“Old enough to be cool, young enough to act a fool” is how my friends and I describe(d) our late 20s. The corny phrase was the best we could do to make sense of the amorphous period between the legal drinking age and the stamp of adulthood: 30. What are you doing after graduation? Is this guy serious? Can I afford to follow my dreams? Watching Shayla Racquel’s web series, “Quarter Century,” reminds us that we’ve all been there.
The budding filmmaker tells our stories through her series, so it was a privilege to have her share her own story with A*cute.
What inspires you?
When I was born, I was diagnosed with Sickle Cell Disease. Having continuous sickle cell crisis, a stroke at 12 years old, and constant blood transfusions, I could have easily felt sorry for myself and written off my future of excelling and being on my own.
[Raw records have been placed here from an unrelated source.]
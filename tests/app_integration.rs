use fintrack::core::config::AppConfig;
use fintrack::core::notify::SilentNotifier;
use fintrack::core::{CurrencyCode, RateSource};
use rust_decimal_macros::dec;
use std::fs;
use std::sync::Arc;
use tracing::info;

// Adds automatic logging to test
mod test_utils {
    use wiremock::matchers::{method, path};
    use wiremock::{Mock, MockServer, ResponseTemplate};

    pub const CAD_RATES: &str = r#"{
        "base": "CAD",
        "date": "2024-11-20",
        "rates": { "CAD": 1, "USD": 0.74, "EUR": 0.68 }
    }"#;

    pub async fn create_mock_server(base: &str, status: u16, body: &str) -> MockServer {
        let mock_server = MockServer::start().await;
        let url_path = format!("/v4/latest/{base}");

        Mock::given(method("GET"))
            .and(path(&url_path))
            .respond_with(ResponseTemplate::new(status).set_body_string(body))
            .mount(&mock_server)
            .await;

        mock_server
    }

    pub fn write_config(dir: &std::path::Path, base_url: &str) -> std::path::PathBuf {
        let config_path = dir.join("config.yaml");
        let config_content = format!(
            r#"
        base_currency: "CAD"
        providers:
          exchangerate:
            base_url: {}
            retries: 0
        data_path: {}
    "#,
            base_url,
            dir.join("data").display()
        );
        std::fs::write(&config_path, config_content).expect("Failed to write config file");
        config_path
    }
}

fn code(s: &str) -> CurrencyCode {
    s.parse().unwrap()
}

#[test_log::test(tokio::test)]
async fn test_convert_command_with_mock() {
    let mock_server = test_utils::create_mock_server("CAD", 200, test_utils::CAD_RATES).await;
    let temp_dir = tempfile::tempdir().expect("Failed to create temp dir");
    let config_path = test_utils::write_config(temp_dir.path(), &mock_server.uri());

    let result = fintrack::run_command(
        fintrack::AppCommand::Convert {
            amount: "100".to_string(),
            currency: "usd".to_string(),
        },
        Some(config_path.to_str().unwrap()),
    )
    .await;
    assert!(
        result.is_ok(),
        "Convert command failed with: {:?}",
        result.err()
    );
    assert!(temp_dir.path().join("data").join("rates").exists());
}

#[test_log::test(tokio::test)]
async fn test_rates_refresh_command_with_mock() {
    let mock_server = test_utils::create_mock_server("CAD", 200, test_utils::CAD_RATES).await;
    let temp_dir = tempfile::tempdir().expect("Failed to create temp dir");
    let config_path = test_utils::write_config(temp_dir.path(), &mock_server.uri());

    let result = fintrack::run_command(
        fintrack::AppCommand::Rates { refresh: true },
        Some(config_path.to_str().unwrap()),
    )
    .await;
    assert!(result.is_ok(), "Rates command failed with: {:?}", result.err());
}

#[test_log::test(tokio::test)]
async fn test_convert_command_rejects_unknown_currency_when_offline() {
    let mock_server = test_utils::create_mock_server("CAD", 500, "").await;
    let temp_dir = tempfile::tempdir().expect("Failed to create temp dir");
    let config_path = test_utils::write_config(temp_dir.path(), &mock_server.uri());

    let result = fintrack::run_command(
        fintrack::AppCommand::Convert {
            amount: "100".to_string(),
            currency: "USD".to_string(),
        },
        Some(config_path.to_str().unwrap()),
    )
    .await;
    let err = result.expect_err("Conversion should fail without any rate");
    info!(%err, "Conversion failed as expected");
    assert!(err.to_string().contains("USD"));
}

#[test_log::test(tokio::test)]
async fn test_missing_config_file_is_an_error() {
    let temp_dir = tempfile::tempdir().expect("Failed to create temp dir");
    let missing = temp_dir.path().join("absent.yaml");

    let result =
        fintrack::run_command(fintrack::AppCommand::Menu, Some(missing.to_str().unwrap())).await;
    assert!(result.is_err());
}

#[test_log::test(tokio::test)]
async fn test_services_cache_and_store_flow() {
    use wiremock::matchers::{method, path};
    use wiremock::{Mock, MockServer, ResponseTemplate};

    let mock_server = MockServer::start().await;
    Mock::given(method("GET"))
        .and(path("/v4/latest/CAD"))
        .respond_with(ResponseTemplate::new(200).set_body_string(test_utils::CAD_RATES))
        .expect(1)
        .mount(&mock_server)
        .await;

    let temp_dir = tempfile::tempdir().expect("Failed to create temp dir");
    let config_path = test_utils::write_config(temp_dir.path(), &mock_server.uri());
    let config = AppConfig::load_from_path(&config_path).expect("Failed to load config");
    let services = fintrack::Services::build(config, Arc::new(SilentNotifier))
        .expect("Failed to build services");

    let first = services
        .engine
        .convert_to(dec!(100), &code("USD"))
        .await
        .unwrap();
    assert_eq!(first.source, RateSource::Remote);
    assert_eq!(first.converted, dec!(74.00));
    assert_eq!(first.rate_line(), "1 CAD = 0.7400 USD");

    // Served from the fresh cache without another request
    let second = services
        .engine
        .convert_to(dec!(10), &code("EUR"))
        .await
        .unwrap();
    assert_eq!(second.source, RateSource::Cache);
    assert_eq!(second.converted, dec!(6.80));

    let stored = services.store.list(&code("CAD")).await.unwrap();
    let targets: Vec<&str> = stored.iter().map(|r| r.target.as_str()).collect();
    assert_eq!(targets, vec!["EUR", "USD"]);

    let custom = services
        .engine
        .custom_rate(dec!(50), &code("USD"), dec!(0.70))
        .await
        .unwrap();
    assert_eq!(fintrack::core::currency::format_money(custom.converted), "52.86");

    assert_eq!(
        services.resolver.supported_currencies().await,
        vec![code("CAD"), code("EUR"), code("USD")]
    );
}

#[test_log::test(tokio::test)]
async fn test_services_degrade_when_nothing_is_known() {
    let mock_server = test_utils::create_mock_server("CAD", 503, "").await;
    let temp_dir = tempfile::tempdir().expect("Failed to create temp dir");
    let config_path = test_utils::write_config(temp_dir.path(), &mock_server.uri());
    let config = AppConfig::load_from_path(&config_path).expect("Failed to load config");
    let services = fintrack::Services::build(config, Arc::new(SilentNotifier))
        .expect("Failed to build services");

    let conversion = services
        .engine
        .convert_to(dec!(100), &code("USD"))
        .await
        .unwrap();
    assert!(conversion.is_degraded());
    assert_eq!(conversion.rate, dec!(1));
    assert_eq!(conversion.converted, dec!(100));

    let strict = services
        .engine
        .custom_rate(dec!(50), &code("USD"), dec!(0.70))
        .await;
    assert!(strict.is_err());
}

#[test]
fn test_example_config_round_trip_through_setup() {
    let temp_dir = tempfile::tempdir().expect("Failed to create temp dir");
    let config_path = temp_dir.path().join("fintrack").join("config.yaml");

    fintrack::cli::setup::setup_at_path(&config_path).expect("Setup failed");
    let content = fs::read_to_string(&config_path).unwrap();
    assert!(content.starts_with("# Example configuration file for fintrack"));
    assert!(fintrack::cli::setup::setup_at_path(&config_path).is_err());
}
Instead, filmmaking became my outlet and I allowed my illness to motivate me to give 110% to anything that I set my mind on.
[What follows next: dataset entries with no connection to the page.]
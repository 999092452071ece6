use super::ui::{self, StyleType};
use crate::Services;
use crate::core::currency::{CurrencyCode, format_rate};
use crate::core::notify::Notification;
use crate::core::resolver::RateSource;
use anyhow::{Context, Result};
use chrono::{DateTime, Utc};
use comfy_table::Cell;
use rust_decimal::Decimal;
use std::collections::BTreeMap;
use std::io::Write;
use tracing::debug;

#[derive(Debug, Clone, PartialEq)]
pub struct RateRow {
    pub target: CurrencyCode,
    pub rate: Decimal,
    pub source: RateSource,
    pub last_updated: Option<DateTime<Utc>>,
}

/// Stored rows overlaid with whatever the cache currently holds.
pub async fn collect_rates(services: &Services) -> Result<Vec<RateRow>> {
    let base = services.resolver.base();
    let mut rows: BTreeMap<CurrencyCode, RateRow> = BTreeMap::new();

    let stored = services
        .store
        .list(base)
        .await
        .with_context(|| format!("Failed to list stored rates for {base}"))?;
    for rate in stored {
        rows.insert(
            rate.target.clone(),
            RateRow {
                target: rate.target,
                rate: rate.rate,
                source: RateSource::Persisted,
                last_updated: Some(rate.last_updated),
            },
        );
    }

    let snapshot = services.cache.snapshot().await;
    for (target, rate) in snapshot.rates {
        if &target == base {
            continue;
        }
        rows.insert(
            target.clone(),
            RateRow {
                target,
                rate,
                source: RateSource::Cache,
                last_updated: snapshot.last_updated,
            },
        );
    }

    debug!("Collected {} rates for {}", rows.len(), base);
    Ok(rows.into_values().collect())
}

pub fn display_rates(base: &CurrencyCode, rows: &[RateRow]) -> String {
    let mut table = ui::new_styled_table();
    table.set_header(vec![
        ui::header_cell("Currency"),
        ui::header_cell(&format!("Rate (1 {base})")),
        ui::header_cell("Source"),
        ui::header_cell("Last Updated"),
    ]);

    for row in rows {
        let updated = match row.last_updated {
            Some(ts) => Cell::new(ts.format("%Y-%m-%d %H:%M UTC").to_string()),
            None => ui::na_cell(),
        };
        table.add_row(vec![
            Cell::new(row.target.as_str()),
            ui::number_cell(format_rate(row.rate)),
            Cell::new(row.source.to_string()),
            updated,
        ]);
    }

    format!(
        "Exchange Rates: {}\n\n{table}",
        ui::style_text(base.as_str(), StyleType::Title)
    )
}

/// Prints the known rates for the base currency, fetching them first when asked.
pub async fn run_rates<W: Write>(services: &Services, refresh: bool, writer: &mut W) -> Result<()> {
    let base = services.resolver.base().clone();

    if refresh {
        let pb = ui::new_spinner(&format!("Fetching exchange rates for {base}..."));
        let result = services.resolver.refresh().await;
        pb.finish_and_clear();
        if let Err(e) = result {
            tracing::warn!(error = %e, "Refresh failed, showing stored rates");
            services.notifier.notify(Notification::RateNotFound(base.clone()));
        }
    }

    let rows = collect_rates(services).await?;
    if rows.is_empty() {
        writeln!(
            writer,
            "{}",
            ui::style_text(
                &format!(
                    "No exchange rates stored for {base}. Run `fintrack rates --refresh` to fetch them."
                ),
                StyleType::Warning
            )
        )?;
        return Ok(());
    }

    writeln!(writer, "{}", display_rates(&base, &rows))?;

    if services.cache.is_fresh().await {
        let codes: Vec<String> = services
            .resolver
            .supported_currencies()
            .await
            .iter()
            .map(ToString::to_string)
            .collect();
        writeln!(
            writer,
            "\n{} {}",
            ui::style_text("Supported currencies:", StyleType::TotalLabel),
            codes.join(", ")
        )?;
    }
    Ok(())
}

#[cfg(test)]
mod tests {
    use super::*;
    use crate::cli::convert::testing::services;
    use crate::core::currency::ExchangeRate;
    use rust_decimal_macros::dec;

    fn code(s: &str) -> CurrencyCode {
        s.parse().unwrap()
    }

    #[tokio::test]
    async fn test_empty_rates_hint() {
        console::set_colors_enabled(false);
        let (services, _) = services();
        let mut buf = Vec::new();

        run_rates(&services, false, &mut buf).await.unwrap();

        let text = String::from_utf8(buf).unwrap();
        assert!(text.contains("No exchange rates stored for CAD"));
    }

    #[tokio::test]
    async fn test_refresh_lists_cached_rates() {
        console::set_colors_enabled(false);
        let (services, notifier) = services();
        let mut buf = Vec::new();

        run_rates(&services, true, &mut buf).await.unwrap();

        let text = String::from_utf8(buf).unwrap();
        assert!(text.contains("0.7400"));
        assert!(text.contains("0.6800"));
        assert!(text.contains("Supported currencies: CAD, EUR, USD"));
        assert!(notifier.take().is_empty());
    }

    #[tokio::test]
    async fn test_stored_rows_are_overlaid_by_cache() {
        let (services, _) = services();
        let stale = ExchangeRate::new(code("CAD"), code("GBP"), dec!(0.55), Utc::now()).unwrap();
        services.store.upsert(&stale).await.unwrap();

        let rows = collect_rates(&services).await.unwrap();
        assert_eq!(rows.len(), 1);
        assert_eq!(rows[0].source, RateSource::Persisted);

        services.resolver.refresh().await.unwrap();
        let rows = collect_rates(&services).await.unwrap();
        let targets: Vec<&str> = rows.iter().map(|r| r.target.as_str()).collect();
        assert_eq!(targets, vec!["EUR", "GBP", "USD"]);
        let usd = rows.iter().find(|r| r.target.as_str() == "USD").unwrap();
        assert_eq!(usd.source, RateSource::Cache);
        assert_eq!(usd.rate, dec!(0.74));
    }

    #[test]
    fn test_missing_timestamp_shows_na() {
        console::set_colors_enabled(false);
        let rows = vec![RateRow {
            target: code("USD"),
            rate: dec!(0.74),
            source: RateSource::Cache,
            last_updated: None,
        }];

        let text = display_rates(&code("CAD"), &rows);
        assert!(text.contains("N/A"));
        assert!(text.contains("0.7400"));
    }
}
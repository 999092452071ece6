//! Human-facing notifications raised by the currency core

use super::currency::CurrencyCode;
use std::fmt::Display;

/// Who a notification is addressed to when it is rendered.
#[derive(Debug, Clone, Copy, PartialEq, Eq)]
pub enum NotificationContext {
    General,
    Currency,
}

#[derive(Debug, Clone, PartialEq, Eq)]
pub enum Notification {
    RateNotFound(CurrencyCode),
    DegradedFallback {
        base: CurrencyCode,
        target: CurrencyCode,
    },
    ConversionFailed,
    InvalidCurrency,
    InvalidRate,
    InvalidAmount,
    InvalidChoice,
    ReturningToMenu,
}

impl Notification {
    pub fn context(&self) -> NotificationContext {
        match self {
            Notification::RateNotFound(_)
            | Notification::DegradedFallback { .. }
            | Notification::ConversionFailed => NotificationContext::Currency,
            Notification::InvalidCurrency
            | Notification::InvalidRate
            | Notification::InvalidAmount
            | Notification::InvalidChoice
            | Notification::ReturningToMenu => NotificationContext::General,
        }
    }
}

impl Display for Notification {
    fn fmt(&self, f: &mut std::fmt::Formatter<'_>) -> std::fmt::Result {
        match self {
            Notification::RateNotFound(code) => {
                write!(f, "ERROR: Exchange rate not found for {code}.")
            }
            Notification::DegradedFallback { base, target } => write!(
                f,
                "WARNING: No exchange rate available for {base} to {target}. Using a default rate of 1.0."
            ),
            Notification::ConversionFailed => {
                write!(f, "ERROR: Currency conversion failed. Please try again.")
            }
            Notification::InvalidCurrency => {
                write!(f, "ERROR: Invalid currency code or no exchange rate found.")
            }
            Notification::InvalidRate => {
                write!(f, "ERROR: Exchange rate must be a number greater than 0.")
            }
            Notification::InvalidAmount => write!(
                f,
                "ERROR: Invalid amount entered. Please enter a valid numeric value."
            ),
            Notification::InvalidChoice => write!(
                f,
                "ERROR: Invalid selection. Please enter a number from 1 to 3."
            ),
            Notification::ReturningToMenu => write!(f, "Returning to the main menu..."),
        }
    }
}

/// One-way sink for notifications. Callers never wait on a response.
pub trait Notifier: Send + Sync {
    fn notify(&self, notification: Notification);
}

/// Discards every notification.
pub struct SilentNotifier;

impl Notifier for SilentNotifier {
    fn notify(&self, _notification: Notification) {}
}
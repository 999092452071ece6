use crate::core::currency::{CurrencyCode, ExchangeRate, RateStore};
use crate::core::error::Result;
use async_trait::async_trait;
use fjall::{Config, Keyspace, PartitionCreateOptions, PartitionHandle, PersistMode};
use std::path::Path;
use tracing::debug;

const PARTITION: &str = "exchange_rates";

fn row_key(base: &CurrencyCode, target: &CurrencyCode) -> String {
    format!("{base}:{target}")
}

/// Rate store persisted in a fjall keyspace, one JSON row per `BASE:TARGET`.
pub struct DiskRateStore {
    keyspace: Keyspace,
    partition: PartitionHandle,
}

impl DiskRateStore {
    pub fn open(path: &Path) -> Result<Self> {
        std::fs::create_dir_all(path)?;
        let keyspace = Config::new(path).open()?;
        let partition = keyspace.open_partition(PARTITION, PartitionCreateOptions::default())?;
        debug!("Opened rate store at {}", path.display());
        Ok(Self {
            keyspace,
            partition,
        })
    }
}

#[async_trait]
impl RateStore for DiskRateStore {
    async fn upsert(&self, rate: &ExchangeRate) -> Result<()> {
        let key = row_key(&rate.base, &rate.target);
        self.partition.insert(key.as_bytes(), serde_json::to_vec(rate)?)?;
        self.keyspace.persist(PersistMode::SyncAll)?;
        debug!("Store PUT for key: {}", key);
        Ok(())
    }

    async fn upsert_all(&self, rates: &[ExchangeRate]) -> Result<()> {
        let mut batch = self.keyspace.batch();
        for rate in rates {
            batch.insert(
                &self.partition,
                row_key(&rate.base, &rate.target).into_bytes(),
                serde_json::to_vec(rate)?,
            );
        }
        batch.commit()?;
        self.keyspace.persist(PersistMode::SyncAll)?;
        debug!("Store PUT for {} rows", rates.len());
        Ok(())
    }

    async fn lookup(
        &self,
        base: &CurrencyCode,
        target: &CurrencyCode,
    ) -> Result<Option<ExchangeRate>> {
        let key = row_key(base, target);
        match self.partition.get(key.as_str())? {
            Some(value) => {
                debug!("Store HIT for key: {}", key);
                Ok(Some(serde_json::from_slice(&value)?))
            }
            None => {
                debug!("Store MISS for key: {}", key);
                Ok(None)
            }
        }
    }

    async fn list(&self, base: &CurrencyCode) -> Result<Vec<ExchangeRate>> {
        let prefix = format!("{base}:");
        let mut rates = Vec::new();
        for entry in self.partition.prefix(prefix.as_str()) {
            let (_, value) = entry?;
            rates.push(serde_json::from_slice::<ExchangeRate>(&value)?);
        }
        rates.sort_by(|a, b| a.target.cmp(&b.target));
        Ok(rates)
    }
}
God, my family, and my friends are also my true motivators, which helps me in turn motivate myself. my family and friends have supported everything I’ve done. Being a very spiritual person, I know that there is no limit to how far you can go with God on your side, and he has continued to bless me throughout this entire venture.
Nevertheless, it is not hard to be motivated and inspired by something that you have a passion for and that is truly in your heart.
When did you first become interested in film?
When I was 12 years old, I had a stroke due to my Sickle Cell disease. Film became my outlet from that particular aspect of my life. As a present to my grandparents during the holidays, I started making videos featuring all the grandchildren in my family. This became a tradition that we still hold today. From there, I made videos throughout high school and college. Florida A&M University gave me plenty of opportunities to explore and hone my craft. That’s when I decided that I would like to make my filmmaking hobby into a career.
Did anyone ever try to dissuade you from following your passion?
I had been making videos since I was little, so no one (especially not my family) has ever tried to dissuade me from being a filmmaker. However, when I first came up with the idea of Quarter Century, I pitched it to a number of friends. Most of them loved the idea, but I had a few who didn’t like it at all. When I asked why, I was never given a clear response. Of course it hurts, but that’s life. Everyone isn’t going to like what you are doing. Follow your dreams for YOU. YOU have to be the main reason why you want to do whatever it is you want to do.
If you’re doing it for the money, fame, or because someone else wants you to do it, you are going to get trampled by critiques, dislikes, and downright haters. It’s hard to dust yourself off from that; but, when you are doing it for yourself and not the gratification of others, no matter how much people dislike it, it won’t phase you. As you accomplish your goals you will feel even more complete.
How do you balance your day job with filming your web series?
Time management is the best skill to have when trying to balance work, extracurricular activities, and school. I filmed the web series on the weekends and I worked throughout the week. However, if I had any down time at my job, I would write. I would also set a schedule to write at least an hour a day before bed when I am my most relaxed.
What advice would you give young professionals who feel stuck at a 9-5?
My advice is to do some soul searching, love and appreciate you, and take that leap of faith. Do not even allow the poison of doubt and failure to seep into your mind. If you want it, go after it. No excuses! Create a vision board, find out where you want to be, and write a step-by-step plan on how to get there. Keep your vision board somewhere where you can see it every day so that it can motivate you to get things done. When you write out a plan or goal, you are more likely to accomplish it. The best time to start is right now. You will never feel whole until you at least try to fulfill your dreams.
How has fellow web filmmaker Issa Rae’s success influenced you?
I would definitely say that the success of “Awkward Black Girl” has opened doors for more Black female filmmakers such as myself! I was a senior in college when ABG first came out. I loved it so much because I could relate to it. It felt good to see my experiences along with someone who looks like me on a screen, no matter how small that screen was. As she continues to soar due to its success, I feel so proud, and it definitely serves as motivation for me to keep going.
What can we expect for the next season?
This season is based in New York because we want to showcase the inner workings of an HBCU alumni network. It’s definitely going to touch on more social issues as well as different aspects of the quarter life crisis. We have signed on TheXDExperience as our Executive Producer for this season, so we definitely have a lot of help along the way. We are taking a more humorous approach to it all so definitely expect more funny! I can’t wait to deliver the next season and I hope everyone enjoys it as much as we enjoy producing it.
What’s next for you?
I’m currently enrolled at American University to receive my Master of Fine Arts in Film & Electronic Media so right now that is my number one priority. Definitely expect more webseries, more short films, documentaries, and possibly a Quarter Century feature [insert wink here].